KEDUDUKAN SUNNAH
(HADITS) DAN IJTIHAD DALAM ISLAM
Oleh: Dr.
Ahmad Rivauzi, MA
A. Sunnah
1.
Pengertian
Sunnah
Menurut
bahasa, sunnah berarti jalan hidup yang dilalui atau yang dijalani, atau
sesuatu yang sudah dibiasakan.[i] Secara
istilahi, antara lain yang dikemukakan oleh ahli Hadits, ahli ushul fikih, dan
ahli fikih. Menurut ahli Hadits, sunnah adalah sesuatu yang didapatkan dari
Nabi Muhammad Saw., yang terdiri dari ucapan, perbuatan, persetujuan, sifat
fisik, budi, atau biografi Nabi baik sebelum masa kenabian atau setelah
kenabian. Pengertian ini sama dengan pengertian Hadits. Adapun sunnah dalam
pengertian ahli ushul fikih adalah sesuatu yang diambil dari Nabi baik ucapan,
perbuatan, dan persetujuan Nabi yang mengandung ketentuan hukum syar’i. Sunnah
dalam pengertian ahli fikih adalah salah satu bentuk hukum syara’ yang lima
yaitu sesuatu yang apabila dikerjakan berpahala dan jika ditinggalkan tidak
mendapat dosa. Pengertian sunnah menurut ahli fikih ini sama dengan pengertian mandub
atau nadb (Abuddin Nata, 2011: 36).
Sunnah atau
Hadits adakalanya dihukum shahih, hasan, dha’if dan bahkan bisa juga dihukum
palsu. Hal ini ditentukan oleh tingkat kepastiannya apakah memang datang datang
dari Rasul atau tidak. Untuk mengklasifikasikan tingkat kepastian dan kebenaran
Hadits itu memang datang dari Rasul atau tidak, maka para ulama telah melakukan
verifikasi dan mengkaji kebenaran sebuah periwayatan Hadits tersebut lalu
kemudian mengelompokkan Hadts-hadits yang memang diyakini dan teruji memang
berasal dari Rasul dan Hadits-Hadits yang diragukan datangnya dari Rasul. Sehingga Hadits-Hadits tersebut
dikelompokkkan kepada Hadits shahih, hasan, dha’if, dan palsu (maudhu’). Di
antara ulama yan telah mengabdikan hidupnya untuk itu misalnya Imam Bukhari,
Imam Muslim dll (Ahmad Rivauzi, 2015: 69).
Kalau dilihat
dalam konteks periwayatan (banyak atau sedikitnya) orang yang meriwayatkan
seeebuah Hadits, maka sunnah atau Hadits dapat dikelompokkan kepada Hadits
Mutawatir (diriwayatkan oleh banyak orang dan Hadits Uhad (sedikit orang
yang meriwayatkannya)
2.
Kedudukan
Sunnah
Sunnah
menempati posisi kedua setelah al-Quran sebagi sumber ajaran Islam. Abuddin Nata (2011: 37-42)

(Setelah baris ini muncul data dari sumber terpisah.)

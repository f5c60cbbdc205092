//! Repository for the `units` table.

use std::str::FromStr;

use ladrillo_core::types::Id;
use ladrillo_core::unit::{Unit, UnitStatus, UnitType};
use sqlx::{QueryBuilder, Sqlite, SqliteExecutor};

use crate::ordering::Ordering;
use crate::pagination::{clamp_limit, clamp_offset, Page};

const COLUMNS: &str = "id, project_id, customer_id, unit_number, unit_type, square_meters, \
                       price, reservation_deposit, unit_status, created_at";

/// Optional filters for unit listings.
#[derive(Debug, Clone, Default)]
pub struct UnitFilter {
    pub unit_status: Option<UnitStatus>,
    pub unit_type: Option<UnitType>,
    pub project_id: Option<Id>,
}

/// Sortable columns for unit listings.
#[derive(Debug, Clone, Copy, Default, PartialEq, Eq)]
pub enum UnitOrder {
    #[default]
    CreatedAt,
    Price,
}

impl UnitOrder {
    fn column(self) -> &'static str {
        match self {
            UnitOrder::CreatedAt => "created_at",
            UnitOrder::Price => "price",
        }
    }
}

impl FromStr for UnitOrder {
    type Err = ();

    fn from_str(s: &str) -> Result<Self, Self::Err> {
        match s {
            "created_at" => Ok(UnitOrder::CreatedAt),
            "price" => Ok(UnitOrder::Price),
            _ => Err(()),
        }
    }
}

/// CRUD operations for units, plus the relationship maintenance the
/// services run when a parent record goes away.
pub struct UnitRepo;

impl UnitRepo {
    /// Insert a fully-materialized unit row.
    pub async fn insert(executor: impl SqliteExecutor<'_>, unit: &Unit) -> Result<(), sqlx::Error> {
        sqlx::query(
            "INSERT INTO units (id, project_id, customer_id, unit_number, unit_type, square_meters, \
                                price, reservation_deposit, unit_status, created_at)
             VALUES (?, ?, ?, ?, ?, ?, ?, ?, ?, ?)",
        )
        .bind(unit.id)
        .bind(unit.project_id)
        .bind(unit.customer_id)
        .bind(&unit.unit_number)
        .bind(unit.unit_type)
        .bind(unit.square_meters)
        .bind(unit.price)
        .bind(unit.reservation_deposit)
        .bind(unit.unit_status)
        .bind(unit.created_at)
        .execute(executor)
        .await?;
        Ok(())
    }

    pub async fn find_by_id(
        executor: impl SqliteExecutor<'_>,
        id: Id,
    ) -> Result<Option<Unit>, sqlx::Error> {
        let query = format!("SELECT {COLUMNS} FROM units WHERE id = ?");
        sqlx::query_as::<_, Unit>(&query)
            .bind(id)
            .fetch_optional(executor)
            .await
    }

    /// Replace every mutable column. Returns `false` if no row matched.
    pub async fn update(executor: impl SqliteExecutor<'_>, unit: &Unit) -> Result<bool, sqlx::Error> {
        let result = sqlx::query(
            "UPDATE units
             SET project_id = ?, customer_id = ?, unit_number = ?, unit_type = ?, \
                 square_meters = ?, price = ?, reservation_deposit = ?, unit_status = ?
             WHERE id = ?",
        )
        .bind(unit.project_id)
        .bind(unit.customer_id)
        .bind(&unit.unit_number)
        .bind(unit.unit_type)
        .bind(unit.square_meters)
        .bind(unit.price)
        .bind(unit.reservation_deposit)
        .bind(unit.unit_status)
        .bind(unit.id)
        .execute(executor)
        .await?;
        Ok(result.rows_affected() > 0)
    }

    /// Delete a unit by ID. Returns `true` if a row was removed.
    pub async fn delete(executor: impl SqliteExecutor<'_>, id: Id) -> Result<bool, sqlx::Error> {
        let result = sqlx::query("DELETE FROM units WHERE id = ?")
            .bind(id)
            .execute(executor)
            .await?;
        Ok(result.rows_affected() > 0)
    }

    /// Cascade step of project deletion. Returns the number of units
    /// removed.
    pub async fn delete_by_project(
        executor: impl SqliteExecutor<'_>,
        project_id: Id,
    ) -> Result<u64, sqlx::Error> {
        let result = sqlx::query("DELETE FROM units WHERE project_id = ?")
            .bind(project_id)
            .execute(executor)
            .await?;
        Ok(result.rows_affected())
    }

    /// Detach step of customer deletion: clears the reference and reverts
    /// the sale status to Available so the customer/status invariant keeps
    /// holding. Returns the number of units detached.
    pub async fn detach_customer(
        executor: impl SqliteExecutor<'_>,
        customer_id: Id,
    ) -> Result<u64, sqlx::Error> {
        let result = sqlx::query(
            "UPDATE units SET customer_id = NULL, unit_status = ? WHERE customer_id = ?",
        )
        .bind(UnitStatus::Available)
        .bind(customer_id)
        .execute(executor)
        .await?;
        Ok(result.rows_affected())
    }

    /// List units matching `filter`, sorted per `order`, paginated.
    pub async fn list(
        executor: impl SqliteExecutor<'_>,
        filter: &UnitFilter,
        order: Ordering<UnitOrder>,
        page: Page,
    ) -> Result<Vec<Unit>, sqlx::Error> {
        let mut query =
            QueryBuilder::<Sqlite>::new(format!("SELECT {COLUMNS} FROM units WHERE 1 = 1"));

        if let Some(unit_status) = filter.unit_status {
            query.push(" AND unit_status = ");
            query.push_bind(unit_status);
        }
        if let Some(unit_type) = filter.unit_type {
            query.push(" AND unit_type = ");
            query.push_bind(unit_type);
        }
        if let Some(project_id) = filter.project_id {
            query.push(" AND project_id = ");
            query.push_bind(project_id);
        }

        query.push(format!(
            " ORDER BY {} {}",
            order.field.column(),
            order.direction.sql()
        ));
        query.push(" LIMIT ");
        query.push_bind(clamp_limit(page.limit));
        query.push(" OFFSET ");
        query.push_bind(clamp_offset(page.offset));

        query.build_query_as::<Unit>().fetch_all(executor).await
    }
}
//! Project entity, lifecycle status, and its validation rules.

use chrono::NaiveDate;
use serde::{Deserialize, Serialize};
use validator::Validate;

use crate::error::ValidationErrors;
use crate::types::{Id, Timestamp};

/// Lifecycle status of a construction project.
///
/// Wire and storage labels keep the original spellings ("Off Plan",
/// "Under Construction").
#[derive(Debug, Clone, Copy, Default, PartialEq, Eq, Serialize, Deserialize, sqlx::Type)]
pub enum ProjectStatus {
    #[default]
    #[serde(rename = "Off Plan")]
    #[sqlx(rename = "Off Plan")]
    OffPlan,
    #[serde(rename = "Under Construction")]
    #[sqlx(rename = "Under Construction")]
    UnderConstruction,
    Finished,
    Sold,
}

impl ProjectStatus {
    pub fn as_str(self) -> &'static str {
        match self {
            ProjectStatus::OffPlan => "Off Plan",
            ProjectStatus::UnderConstruction => "Under Construction",
            ProjectStatus::Finished => "Finished",
            ProjectStatus::Sold => "Sold",
        }
    }
}

impl std::fmt::Display for ProjectStatus {
    fn fmt(&self, f: &mut std::fmt::Formatter<'_>) -> std::fmt::Result {
        f.write_str(self.as_str())
    }
}

/// A project row from the `projects` table.
#[derive(Debug, Clone, Serialize, sqlx::FromRow)]
pub struct Project {
    pub id: Id,
    pub name: String,
    pub description: Option<String>,
    pub address: String,
    pub started_at: NaiveDate,
    pub finished_at: Option<NaiveDate>,
    pub status: ProjectStatus,
    pub created_at: Timestamp,
}

impl Project {
    pub fn display_name(&self) -> &str {
        &self.name
    }

    /// Full proposed field set for this record, used as the base of a
    /// partial update.
    pub fn draft(&self) -> ProjectDraft {
        ProjectDraft {
            name: self.name.clone(),
            description: self.description.clone(),
            address: self.address.clone(),
            started_at: self.started_at,
            finished_at: self.finished_at,
            status: Some(self.status),
        }
    }
}

/// DTO for creating a new project.
#[derive(Debug, Clone, Deserialize)]
pub struct CreateProject {
    pub name: String,
    pub description: Option<String>,
    pub address: String,
    pub started_at: NaiveDate,
    pub finished_at: Option<NaiveDate>,
    /// Defaults to "Off Plan" if omitted.
    pub status: Option<ProjectStatus>,
}

/// DTO for partially updating a project. Only supplied keys overwrite.
#[derive(Debug, Clone, Default, Deserialize)]
pub struct UpdateProject {
    pub name: Option<String>,
    pub description: Option<String>,
    pub address: Option<String>,
    pub started_at: Option<NaiveDate>,
    pub finished_at: Option<NaiveDate>,
    pub status: Option<ProjectStatus>,
}

/// Full proposed field set for a project, validated before any write.
#[derive(Debug, Clone, Validate)]
pub struct ProjectDraft {
    #[validate(length(min = 1, max = 200, message = "must be between 1 and 200 characters"))]
    pub name: String,
    pub description: Option<String>,
    #[validate(length(min = 1, max = 255, message = "must be between 1 and 255 characters"))]
    pub address: String,
    pub started_at: NaiveDate,
    pub finished_at: Option<NaiveDate>,
    pub status: Option<ProjectStatus>,
}

impl From<CreateProject> for ProjectDraft {
    fn from(input: CreateProject) -> Self {
        Self {
            name: input.name,
            description: input.description,
            address: input.address,
            started_at: input.started_at,
            finished_at: input.finished_at,
            status: input.status,
        }
    }
}

impl ProjectDraft {
    /// Overlay a partial update; fields absent from the patch keep their
    /// current value.
    pub fn apply(mut self, patch: UpdateProject) -> Self {
        if let Some(name) = patch.name {
            self.name = name;
        }
        if let Some(description) = patch.description {
            self.description = Some(description);
        }
        if let Some(address) = patch.address {
            self.address = address;
        }
        if let Some(started_at) = patch.started_at {
            self.started_at = started_at;
        }
        if let Some(finished_at) = patch.finished_at {
            self.finished_at = Some(finished_at);
        }
        if let Some(status) = patch.status {
            self.status = Some(status);
        }
        self
    }

    /// Run the project rules and return the normalized draft.
    ///
    /// Rule order is load-bearing: the finished_at coercion runs before
    /// the Finished check, so a payload carrying only finished_at is
    /// auto-promoted while status=Finished without a date is rejected.
    pub fn validated(mut self) -> Result<Self, ValidationErrors> {
        if self.finished_at.is_some() && self.status != Some(ProjectStatus::Finished) {
            self.status = Some(ProjectStatus::Finished);
        }

        let mut errors = match Validate::validate(&self) {
            Ok(()) => ValidationErrors::new(),
            Err(source) => source.into(),
        };

        if self.status == Some(ProjectStatus::Finished) && self.finished_at.is_none() {
            errors.add(
                "finished_at",
                "cannot be Finished without a finished_at date",
            );
        }

        errors.into_result()?;
        Ok(self)
    }

    /// Materialize the validated draft into a persistable record.
    pub fn into_project(self, id: Id, created_at: Timestamp) -> Project {
        Project {
            id,
            name: self.name,
            description: self.description,
            address: self.address,
            started_at: self.started_at,
            finished_at: self.finished_at,
            status: self.status.unwrap_or_default(),
            created_at,
        }
    }
}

sebagaimana dikutip Ahmad Rivauzi (2015: 69-72), menjelaskan tentang keberadaan
sunnah yang sangat dibutuhkan sebagai sumber ajaran Islam.
Pertama, sunnah memperkuat ajaran yang terdapat di
dalam a-Quran. Misalnya sunnah menguatkan ajaran tentang keimanan yang terdapat
di al-Quran
قُلْ يَا أَيُّهَا النَّاسُ إِنِّي
رَسُولُ اللّهِ إِلَيْكُمْ جَمِيعاً الَّذِي لَهُ مُلْكُ السَّمَاوَاتِ وَالأَرْضِ
لا إِلَـهَ إِلاَّ هُوَ يُحْيِـي وَيُمِيتُ فَآمِنُواْ بِاللّهِ وَرَسُولِهِ
النَّبِيِّ الأُمِّيِّ الَّذِي يُؤْمِنُ بِاللّهِ وَكَلِمَاتِهِ وَاتَّبِعُوهُ
لَعَلَّكُمْ تَهْتَدُونَ
Katakanlah:
"Hai manusia sesungguhnya aku adalah utusan Allah kepadamu semua, yaitu
Allah yang mempunyai kerajaan langit dan bumi; tidak ada Tuhan (yang berhak
disembah) selain Dia, Yang menghidupkan dan mematikan, maka berimanlah kamu
kepada Allah dan Rasul Nya, Nabi yang ummi yang beriman kepada Allah dan kepada
kalimat-kalimat-Nya (kitab-kitab-Nya) dan ikutilah dia, supaya kamu mendapat
petunjuk". (QS. Al-A’raf, 7:158)
Ayat di atas
diperkuat oleh Hadits
الإيمان أن تؤمن بالله وملائكته وكتبه
ورسله واليوم الأخر وتؤمن بالقدر خيره وشره (رواه مسلم)
Iman itu
adalah engkau beriman kepada Allah, malaikat-Nya, kitab-kitab-Nya, semua
Rasul-Nya, hari kiamat, dan beriman kepada qadar yanh baik dan yanh buruk (HR. Muslim)
Kedua, sunnah
berfungsi sebagai penjelas al-Quran (bayan tafshil). Dalam ha ini sunnah
menjelaskan yang belum dijelaskan secara rinci dalam al-Quran. Misalnya:
وَأَقِيمُواْ الصَّلاَةَ وَآتُواْ
الزَّكَاةَ وَارْكَعُواْ مَعَ الرَّاكِعِينَ
Dan dirikanlah
shalat, tunaikanlah zakat dan ruku`lah beserta orang-orang yang ruku. (QS.
Al-Baqarah, 2: 43)
Ayat di atas
dijelaskan oleh Hadits:
صلوا كما رأيتموني أصلي
Shalatlah kamu
sebagamana kamu melihat aku shalat
Ketiga, sunnah
berfungsi sebagai bayan takhshish (pengkhususan) terhadap
ayat-ayat al-Quran yang bersifat umum. Misalnya ayat yang membolehkan menikahi
perempuan lebih dari seorang wanita. Keumuman ayat ini dibatasi dengan
pengkhususan terhadap wanita bersaudara kandung dan seorang wanita dengan
bibinya.
... فَانكِحُواْ مَا طَابَ لَكُم مِّنَ النِّسَاء مَثْنَى وَثُلاَثَ
وَرُبَاعَ فَإِنْ خِفْتُمْ أَلاَّ تَعْدِلُواْ فَوَاحِدَةً أَوْ مَا مَلَكَتْ
أَيْمَانُكُمْ ذَلِكَ أَدْنَى أَلاَّ تَعُولُواْ
...maka
kawinilah wanita-wanita (lain) yang kamu senangi: dua, tiga atau empat.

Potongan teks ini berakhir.